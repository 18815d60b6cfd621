//! Cryptographic failure detection types.

use serde::{Deserialize, Serialize};

/// A detected cryptographic failure.
#[derive(Debug, Clone, Serialize, Deserialize)]
pub struct CryptoFinding {
    /// File where the finding was detected.
    pub file: String,
    /// Line number.
    pub line: u32,
    /// Category of cryptographic failure.
    pub category: CryptoCategory,
    /// Description of the finding.
    pub description: String,
    /// The problematic code snippet.
    pub code: String,
    /// Confidence score (0.0-1.0).
    pub confidence: f64,
    /// CWE ID associated with this finding.
    pub cwe_id: u32,
    /// OWASP category.
    pub owasp: String,
    /// Remediation suggestion.
    pub remediation: String,
    /// Language of the source file.
    pub language: String,
}

/// The 14 categories of cryptographic failures.
#[derive(Debug, Clone, Copy, PartialEq, Eq, Hash, Serialize, Deserialize)]
pub enum CryptoCategory {
    /// MD5, SHA1 for security purposes.
    WeakHash,
    /// DES, RC4, Blowfish, 3DES.
    DeprecatedCipher,
    /// Hardcoded encryption keys.
    HardcodedKey,
    /// ECB mode usage.
    EcbMode,
    /// Static/reused initialization vectors.
    StaticIv,
    /// Key length below recommended minimum.
    InsufficientKeyLen,
    /// TLS verification disabled.
    DisabledTls,
    /// Math.random(), rand() for security.
    InsecureRandom,
    /// JWT algorithm confusion (none, HS256 with public key).
    JwtConfusion,
    /// Storing passwords in plaintext.
    PlaintextPassword,
    /// PBKDF2 with low iterations, MD5-based KDF.
    WeakKdf,
    /// Sensitive data transmitted/stored without encryption.
    MissingEncryption,
    /// Certificate pinning bypassed or disabled.
    CertPinningBypass,
    /// IV/nonce reuse in stream ciphers.
    NonceReuse,
}

impl CryptoCategory {
    pub fn name(&self) -> &'static str {
        match self {
            Self::WeakHash => "Weak Hash Algorithm",
            Self::DeprecatedCipher => "Deprecated Cipher",
            Self::HardcodedKey => "Hardcoded Cryptographic Key",
            Self::EcbMode => "ECB Mode Usage",
            Self::StaticIv => "Static Initialization Vector",
            Self::InsufficientKeyLen => "Insufficient Key Length",
            Self::DisabledTls => "Disabled TLS Verification",
            Self::InsecureRandom => "Insecure Random Number Generator",
            Self::JwtConfusion => "JWT Algorithm Confusion",
            Self::PlaintextPassword => "Plaintext Password Storage",
            Self::WeakKdf => "Weak Key Derivation Function",
            Self::MissingEncryption => "Missing Encryption",
            Self::CertPinningBypass => "Certificate Pinning Bypass",
            Self::NonceReuse => "Nonce/IV Reuse",
        }
    }

    pub fn cwe_id(&self) -> u32 {
        match self {
            Self::WeakHash => 328,
            Self::DeprecatedCipher => 327,
            Self::HardcodedKey => 321,
            Self::EcbMode => 327,
            Self::StaticIv => 329,
            Self::InsufficientKeyLen => 326,
            Self::DisabledTls => 295,
            Self::InsecureRandom => 338,
            Self::JwtConfusion => 347,
            Self::PlaintextPassword => 256,
            Self::WeakKdf => 916,
            Self::MissingEncryption => 311,
            Self::CertPinningBypass => 295,
            Self::NonceReuse => 323,
        }
    }

    pub fn severity(&self) -> f64 {
        match self {
            Self::HardcodedKey | Self::PlaintextPassword => 9.0,
            Self::WeakHash | Self::DeprecatedCipher | Self::DisabledTls
            | Self::JwtConfusion | Self::WeakKdf => 8.0,
            Self::EcbMode | Self::StaticIv | Self::InsecureRandom
            | Self::InsufficientKeyLen | Self::NonceReuse => 7.0,
            Self::MissingEncryption | Self::CertPinningBypass => 6.0,
        }
    }

    pub fn all() -> &'static [CryptoCategory] {
        &[
            Self::WeakHash, Self::DeprecatedCipher, Self::HardcodedKey,
            Self::EcbMode, Self::StaticIv, Self::InsufficientKeyLen,
            Self::DisabledTls, Self::InsecureRandom, Self::JwtConfusion,
            Self::PlaintextPassword, Self::WeakKdf, Self::MissingEncryption,
            Self::CertPinningBypass, Self::NonceReuse,
        ]
    }
}

/// Crypto health score for a project.
#[derive(Debug, Clone, Serialize, Deserialize)]
pub struct CryptoHealthScore {
    /// Overall score (0-100). Higher is better.
    pub overall: f64,
    /// Number of critical findings.
    pub critical_count: u32,
    /// Number of high findings.
    pub high_count: u32,
    /// Number of medium findings.
    pub medium_count: u32,
    /// Per-category finding counts.
    pub by_category: Vec<(CryptoCategory, u32)>,
}
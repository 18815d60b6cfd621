//! Incremental scan logic: two-level mtime + content hash comparison.

use std::path::PathBuf;
use std::time::Instant;

use drift_core::types::collections::{FxHashMap, FxHashSet};

use super::hasher::hash_content;
use super::types::{
    CachedFileMetadata, DiscoveredFile, FileStatus, ScanDiff, ScanEntry, ScanStats,
};

/// Classify a single file against cached metadata using two-level detection.
///
/// Level 1: mtime comparison (catches ~95% unchanged files).
/// Level 2: content hash for mtime-changed files.
pub fn classify_file(
    file: &DiscoveredFile,
    cached: Option<&CachedFileMetadata>,
    force_full: bool,
) -> Result<(FileStatus, ScanEntry), std::io::Error> {
    let start = Instant::now();

    let (mtime_secs, mtime_nanos) = mtime_parts(&file.mtime);

    match cached {
        None => {
            // New file — not in cache
            let content = std::fs::read(&file.path)?;
            let content_hash = hash_content(&content);
            Ok((
                FileStatus::Added,
                ScanEntry {
                    path: file.path.clone(),
                    content_hash,
                    mtime_secs,
                    mtime_nanos,
                    file_size: file.file_size,
                    language: file.language,
                    scan_duration_us: start.elapsed().as_micros() as u64,
                },
            ))
        }
        Some(cached) => {
            // Level 1: mtime check
            if !force_full
                && mtime_secs == cached.mtime_secs
                && mtime_nanos == cached.mtime_nanos
            {
                return Ok((
                    FileStatus::Unchanged,
                    ScanEntry {
                        path: file.path.clone(),
                        content_hash: cached.content_hash,
                        mtime_secs,
                        mtime_nanos,
                        file_size: file.file_size,
                        language: file.language,
                        scan_duration_us: start.elapsed().as_micros() as u64,
                    },
                ));
            }

            // Level 2: content hash
            let content = std::fs::read(&file.path)?;
            let content_hash = hash_content(&content);
            let status = if content_hash == cached.content_hash {
                FileStatus::Unchanged
            } else {
                FileStatus::Modified
            };

            Ok((
                status,
                ScanEntry {
                    path: file.path.clone(),
                    content_hash,
                    mtime_secs,
                    mtime_nanos,
                    file_size: file.file_size,
                    language: file.language,
                    scan_duration_us: start.elapsed().as_micros() as u64,
                },
            ))
        }
    }
}

/// Compute the ScanDiff from classified entries and cached metadata.
pub fn compute_diff(
    entries: Vec<(FileStatus, ScanEntry)>,
    cached: &FxHashMap<PathBuf, CachedFileMetadata>,
    stats: ScanStats,
) -> ScanDiff {
    let mut diff = ScanDiff {
        stats,
        ..Default::default()
    };
    let mut seen_paths: FxHashSet<PathBuf> = FxHashSet::default();

    for (status, entry) in entries {
        seen_paths.insert(entry.path.clone());
        match status {
            FileStatus::Added => diff.added.push(entry.path.clone()),
            FileStatus::Modified => diff.modified.push(entry.path.clone()),
            FileStatus::Unchanged => diff.unchanged.push(entry.path.clone()),
        }
        diff.entries.insert(entry.path.clone(), entry);
    }

    // Files in cache but not on disk → removed
    for cached_path in cached.keys() {
        if !seen_paths.contains(cached_path) {
            diff.removed.push(cached_path.clone());
        }
    }

    // Sort for deterministic output
    diff.added.sort();
    diff.modified.sort();
    diff.removed.sort();
    diff.unchanged.sort();

    // Update stats
    diff.stats.total_files = diff.entries.len();
    diff.stats.total_size_bytes = diff.entries.values().map(|e| e.file_size).sum();

    diff
}

/// Extract mtime as (seconds, nanoseconds) from SystemTime.
fn mtime_parts(mtime: &std::time::SystemTime) -> (i64, u32) {
    match mtime.duration_since(std::time::UNIX_EPOCH) {
        Ok(d) => (d.as_secs() as i64, d.subsec_nanos()),
        Err(_) => (0, 0),
    }
}
//! Path normalization errors.

use super::error_code::{self, TrekErrorCode};

/// Errors that can occur while normalizing raw path records.
#[derive(Debug, thiserror::Error)]
pub enum PathError {
    /// A back click with no forward history to undo. The replay stack must
    /// never underflow; a path that does this is structurally malformed.
    #[error("malformed path `{path}`: back click at step {step} with empty history")]
    MalformedPath { path: String, step: usize },

    #[error("path record has an empty token sequence")]
    EmptyPath,

    #[error("unfinished path record has no declared target")]
    MissingTarget,

    #[error("invalid timestamp `{value}`")]
    BadTimestamp { value: String },

    #[error("invalid duration `{value}`")]
    BadDuration { value: String },
}

impl TrekErrorCode for PathError {
    fn error_code(&self) -> &'static str {
        error_code::PATH_ERROR
    }
}
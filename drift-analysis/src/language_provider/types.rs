//! Unified Language Provider types — UnifiedCallChain, semantic categories.

use serde::{Deserialize, Serialize};

use crate::scanner::language_detect::Language;

/// A unified call chain representation, language-agnostic.
///
/// Examples:
/// - TS: `User.findAll({ where: { active: true } })` → receiver="User", calls=[findAll]
/// - Python: `User.objects.filter(active=True)` → receiver="User.objects", calls=[filter]
/// - Java: `userRepo.findByActiveTrue()` → receiver="userRepo", calls=[findByActiveTrue]
#[derive(Debug, Clone, Serialize, Deserialize)]
pub struct UnifiedCallChain {
    pub receiver: String,
    pub calls: Vec<ChainCall>,
    pub file: String,
    pub line: u32,
    pub language: Language,
}

/// A single method call in a chain.
#[derive(Debug, Clone, Serialize, Deserialize)]
pub struct ChainCall {
    pub method: String,
    pub args: Vec<CallArg>,
}

/// An argument in a method call.
#[derive(Debug, Clone, Serialize, Deserialize)]
pub enum CallArg {
    /// A string literal argument.
    StringLiteral(String),
    /// A numeric literal argument.
    NumberLiteral(f64),
    /// A boolean literal argument.
    BoolLiteral(bool),
    /// An identifier reference.
    Identifier(String),
    /// A complex expression (not further analyzed).
    Expression(String),
}

/// A detected ORM data access pattern.
#[derive(Debug, Clone, Serialize, Deserialize)]
pub struct OrmPattern {
    pub framework: String,
    pub operation: DataOperation,
    pub table: Option<String>,
    pub fields: Vec<String>,
    pub file: String,
    pub line: u32,
    pub confidence: f32,
}

/// Data operation types.
#[derive(Debug, Clone, Copy, PartialEq, Eq, Hash, Serialize, Deserialize)]
pub enum DataOperation {
    Select,
    Insert,
    Update,
    Delete,
    Upsert,
    Count,
    Aggregate,
    Join,
    Transaction,
    Migration,
    RawQuery,
    Unknown,
}

impl DataOperation {
    pub fn name(&self) -> &'static str {
        match self {
            Self::Select => "select",
            Self::Insert => "insert",
            Self::Update => "update",
            Self::Delete => "delete",
            Self::Upsert => "upsert",
            Self::Count => "count",
            Self::Aggregate => "aggregate",
            Self::Join => "join",
            Self::Transaction => "transaction",
            Self::Migration => "migration",
            Self::RawQuery => "raw_query",
            Self::Unknown => "unknown",
        }
    }
}

impl std::fmt::Display for DataOperation {
    fn fmt(&self, f: &mut std::fmt::Formatter<'_>) -> std::fmt::Result {
        f.write_str(self.name())
    }
}

/// Semantic categories for call chain classification.
#[derive(Debug, Clone, Copy, PartialEq, Eq, Hash)]
pub enum SemanticCategory {
    DataRead,
    DataWrite,
    DataDelete,
    Authentication,
    Authorization,
    Validation,
    Serialization,
    Logging,
    ErrorHandling,
    Caching,
    Messaging,
    FileIO,
}
//! Crypto health score calculator.

use super::types::{CryptoFinding, CryptoCategory, CryptoHealthScore};
use rustc_hash::FxHashMap;

/// Calculate crypto health score from findings.
///
/// Score = 100 - weighted_penalty
/// Weights: critical(severity 9-10)=15, high(7-8)=8, medium(5-6)=3
/// Capped at 0.
pub fn calculate_crypto_health(findings: &[CryptoFinding]) -> CryptoHealthScore {
    if findings.is_empty() {
        return CryptoHealthScore {
            overall: 100.0,
            critical_count: 0,
            high_count: 0,
            medium_count: 0,
            by_category: Vec::new(),
        };
    }

    let mut critical_count = 0u32;
    let mut high_count = 0u32;
    let mut medium_count = 0u32;
    let mut penalty = 0.0;
    let mut by_category: FxHashMap<CryptoCategory, u32> = FxHashMap::default();

    for finding in findings {
        *by_category.entry(finding.category).or_insert(0) += 1;

        let severity = finding.category.severity();
        match severity as u32 {
            9..=10 => {
                critical_count += 1;
                penalty += 15.0 * finding.confidence;
            }
            7..=8 => {
                high_count += 1;
                penalty += 8.0 * finding.confidence;
            }
            _ => {
                medium_count += 1;
                penalty += 3.0 * finding.confidence;
            }
        }
    }

    let overall = (100.0 - penalty).clamp(0.0, 100.0);

    let mut by_category_vec: Vec<(CryptoCategory, u32)> = by_category.into_iter().collect();
    by_category_vec.sort_by(|a, b| b.1.cmp(&a.1));

    CryptoHealthScore {
        overall,
        critical_count,
        high_count,
        medium_count,
        by_category: by_category_vec,
    }
}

**Task:** Lines containing the word "NonceReuse" are to be pulled from the records and copied.

**Output:**
    NonceReuse,
            Self::NonceReuse => "Nonce/IV Reuse",
            Self::NonceReuse => 323,
            | Self::InsufficientKeyLen | Self::NonceReuse => 7.0,
            Self::CertPinningBypass, Self::NonceReuse,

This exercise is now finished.